* [What you need to do] A single figure is required: the number of lines below that contain "ThroughputSummary".
Top of Given entries
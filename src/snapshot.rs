//! Aggregated analysis snapshot.
//!
//! A [`Snapshot`] is a pure projection of the [`ResponseSlots`]: it is rebuilt
//! from scratch after every slot update and never patched in place. Field
//! names match the JSON the UI expects.

use serde::ser::{Serialize, SerializeMap, Serializer};

use crate::protocol::messages::{BreakdownResponse, LinearModel, ThroughputResponse};
use crate::session::ResponseSlots;

/// UI-facing view of everything the backend reported so far.
#[derive(Debug, Clone, Default, PartialEq, serde::Serialize)]
pub struct Snapshot {
    pub project_root: Option<String>,
    pub project_entry_point: Option<String>,
    /// Serialized as `{}` while no throughput response arrived.
    #[serde(serialize_with = "or_empty_object")]
    pub throughput: Option<ThroughputSummary>,
    /// Serialized as `{}` while no breakdown response arrived.
    #[serde(serialize_with = "or_empty_object")]
    pub breakdown: Option<BreakdownSummary>,
    /// `(device name, predicted runtime in ms)` in backend order.
    pub habitat: Vec<(String, f32)>,
}

#[derive(Debug, Clone, PartialEq, serde::Serialize)]
pub struct ThroughputSummary {
    pub samples_per_second: f32,
    pub predicted_max_samples_per_second: f32,
    /// `(slope, bias)` of run time (ms) against batch size.
    pub run_time_ms: Option<(f64, f64)>,
    /// `(slope, bias)` of peak memory (bytes) against batch size.
    pub peak_usage_bytes: Option<(f64, f64)>,
    /// Source location of the batch size, as `path:line`.
    pub batch_size_context: Option<String>,
    pub can_manipulate_batch_size: bool,
}

#[derive(Debug, Clone, PartialEq, serde::Serialize)]
pub struct BreakdownSummary {
    pub peak_usage_bytes: u64,
    pub memory_capacity_bytes: u64,
    pub iteration_run_time_ms: f32,
    pub batch_size: u32,
    pub num_nodes_operation_tree: usize,
    pub num_nodes_weight_tree: usize,
}

impl Snapshot {
    /// Project the current slot contents.
    pub fn build(slots: &ResponseSlots) -> Self {
        let (project_root, project_entry_point) = match &slots.initialize {
            Some(init) => (
                Some(init.server_project_root.clone()),
                init.entry_point.as_ref().map(|path| path.joined()),
            ),
            None => (None, None),
        };

        let habitat = slots
            .habitat
            .iter()
            .flat_map(|habitat| &habitat.predictions)
            .map(|prediction| (prediction.device_name.clone(), prediction.runtime_ms))
            .collect();

        Self {
            project_root,
            project_entry_point,
            throughput: slots.throughput.as_ref().map(ThroughputSummary::from),
            breakdown: slots.breakdown.as_ref().map(BreakdownSummary::from),
            habitat,
        }
    }
}

impl From<&ThroughputResponse> for ThroughputSummary {
    fn from(msg: &ThroughputResponse) -> Self {
        Self {
            samples_per_second: msg.samples_per_second,
            predicted_max_samples_per_second: msg.predicted_max_samples_per_second,
            run_time_ms: msg.run_time_ms.as_ref().map(model_pair),
            peak_usage_bytes: msg.peak_usage_bytes.as_ref().map(model_pair),
            batch_size_context: msg.batch_size_context.as_ref().map(ToString::to_string),
            can_manipulate_batch_size: msg.can_manipulate_batch_size,
        }
    }
}

impl From<&BreakdownResponse> for BreakdownSummary {
    fn from(msg: &BreakdownResponse) -> Self {
        Self {
            peak_usage_bytes: msg.peak_usage_bytes,
            memory_capacity_bytes: msg.memory_capacity_bytes,
            iteration_run_time_ms: msg.iteration_run_time_ms,
            batch_size: msg.batch_size,
            num_nodes_operation_tree: msg.operation_tree.len(),
            num_nodes_weight_tree: msg.weight_tree.len(),
        }
    }
}

fn model_pair(model: &LinearModel) -> (f64, f64) {
    (model.slope, model.bias)
}

fn or_empty_object<T, S>(value: &Option<T>, serializer: S) -> Result<S::Ok, S::Error>
where
    T: Serialize,
    S: Serializer,
{
    match value {
        Some(value) => value.serialize(serializer),
        None => serializer.serialize_map(Some(0))?.end(),
    }
}
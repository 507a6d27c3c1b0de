//! Error types for skyline-session.

use thiserror::Error;

/// Main error type for all session operations.
#[derive(Debug, Error)]
pub enum SessionError {
    /// I/O error on the backend socket.
    #[error("I/O error: {0}")]
    Io(#[from] std::io::Error),

    /// Protobuf envelope could not be decoded.
    #[error("Decode error: {0}")]
    Decode(#[from] prost::DecodeError),

    /// Protobuf envelope could not be encoded.
    #[error("Encode error: {0}")]
    Encode(#[from] prost::EncodeError),

    /// JSON serialization error (UI messages only).
    #[error("JSON error: {0}")]
    Json(#[from] serde_json::Error),

    /// A frame declared a length above the configured limit.
    #[error("Frame length {length} exceeds maximum {max}")]
    FrameTooLarge { length: u64, max: u32 },

    /// Analysis was requested before the backend answered the handshake.
    #[error("Session is not initialized")]
    NotInitialized,

    /// Every `u32` sequence number has been used.
    #[error("Sequence numbers exhausted")]
    SequenceExhausted,

    /// The session was closed (peer disconnect or explicit teardown).
    #[error("Session closed")]
    Closed,
}

impl SessionError {
    /// Whether the session can keep running after this error.
    pub fn is_recoverable(&self) -> bool {
        matches!(
            self,
            SessionError::Decode(_)
                | SessionError::FrameTooLarge { .. }
                | SessionError::NotInitialized
        )
    }
}

/// Result type alias using SessionError.
pub type Result<T> = std::result::Result<T, SessionError>;
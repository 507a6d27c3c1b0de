//! # skyline-session
//!
//! Client-side session engine for the Skyline deep-learning profiler.
//!
//! The session talks to the profiling backend over one TCP connection,
//! exchanging length-prefixed protobuf messages, and turns the backend's
//! responses into JSON snapshots and per-line source annotations for a UI.
//!
//! ## Architecture
//!
//! - **Protocol**: frame decoder and wire message types
//! - **Codec**: protobuf encode/decode of framed messages
//! - **Session**: sans-IO state machine and response aggregation
//! - **Client**: async event loop driving the session over a socket
//!
//! ## Example
//!
//! ```ignore
//! use skyline_session::{Client, Command, UiMessage, Unmanaged};
//!
//! #[tokio::main]
//! async fn main() -> Result<(), Box<dyn std::error::Error>> {
//!     let mut client = Client::builder().port(60120).connect(Unmanaged).await?;
//!
//!     while let Some(message) = client.next_ui_message().await {
//!         if let UiMessage::Analysis(_) = &message {
//!             client.command(Command::BeginAnalysis).await?;
//!         }
//!         println!("{}", message.to_json()?);
//!     }
//!     Ok(())
//! }
//! ```

pub mod codec;
pub mod error;
pub mod location_index;
pub mod process;
pub mod protocol;
pub mod session;
pub mod snapshot;
pub mod transport;
pub mod ui;

mod client;
mod writer;

pub use client::{Client, ClientBuilder, SessionSummary, DEFAULT_READ_BUFFER_SIZE};
pub use error::{Result, SessionError};
pub use location_index::LocationIndex;
pub use process::{ProcessControl, Unmanaged};
pub use session::{Session, SessionEvent, SessionState};
pub use snapshot::Snapshot;
pub use ui::{Command, UiMessage};
impl ClientBuilder {
    /// Create a new client builder.
    pub fn new() -> Self {
        Self {
            host: DEFAULT_HOST.to_string(),
            port: DEFAULT_PORT,
            max_frame_size: DEFAULT_MAX_FRAME_SIZE,
            channel_capacity: DEFAULT_CHANNEL_CAPACITY,
            read_buffer_size: DEFAULT_READ_BUFFER_SIZE,
        }
    }

    /// Set the backend host.
    ///
    /// Default: localhost
    pub fn host(mut self, host: impl Into<String>) -> Self {
        self.host = host.into();
        self
    }

    /// Set the backend port.
    ///
    /// Default: 60120
    pub fn port(mut self, port: u16) -> Self {
        self.port = port;
        self
    }

    /// Set the largest inbound frame accepted. Bodies of larger frames are
    /// skipped and reported to the UI as errors.
    ///
    /// Default: 64 MB
    pub fn max_frame_size(mut self, limit: u32) -> Self {
        self.max_frame_size = limit;
        self
    }

    /// Set the capacity of the command, UI and writer channels.
    ///
    /// Default: 64
    pub fn channel_capacity(mut self, capacity: usize) -> Self {
        self.channel_capacity = capacity.max(1);
        self
    }

    /// Set the socket read buffer size.
    ///
    /// Default: 64 KB
    pub fn read_buffer_size(mut self, size: usize) -> Self {
        self.read_buffer_size = size.max(1);
        self
    }

    /// Connect to the backend and start the event loop.
    pub async fn connect<P: ProcessControl>(self, process: P) -> Result<Client> {
        let stream = transport::connect(&self.host, self.port).await?;
        info!(host = %self.host, port = self.port, "Session connected");

        let (reader, writer) = stream.into_split();
        Ok(self.start(reader, writer, process))
    }

    /// Start the event loop on an already connected stream.
    pub fn attach<S, P>(self, stream: S, process: P) -> Client
    where
        S: AsyncRead + AsyncWrite + Send + 'static,
        P: ProcessControl,
    {
        let (reader, writer) = tokio::io::split(stream);
        self.start(reader, writer, process)
    }

    fn start<R, W, P>(self, reader: R, writer: W, process: P) -> Client
    where
        R: AsyncRead + Unpin + Send + 'static,
        W: AsyncWrite + Unpin + Send + 'static,
        P: ProcessControl,
    {
        let (writer, writer_task) = spawn_writer_task(writer, self.channel_capacity);
        let (command_tx, command_rx) = mpsc::channel(self.channel_capacity);
        let (ui_tx, ui_rx) = mpsc::channel(self.channel_capacity);

        let event_loop = EventLoop {
            session: Session::with_max_frame_size(self.max_frame_size),
            writer,
            ui: ui_tx,
            process,
            read_buffer_size: self.read_buffer_size,
        };
        let task = tokio::spawn(event_loop.run(reader, command_rx));

        Client {
            commands: command_tx,
            ui: ui_rx,
            task,
            _writer_task: writer_task,
        }
    }
}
Bottom of Given entries
* [Solution to this task] 4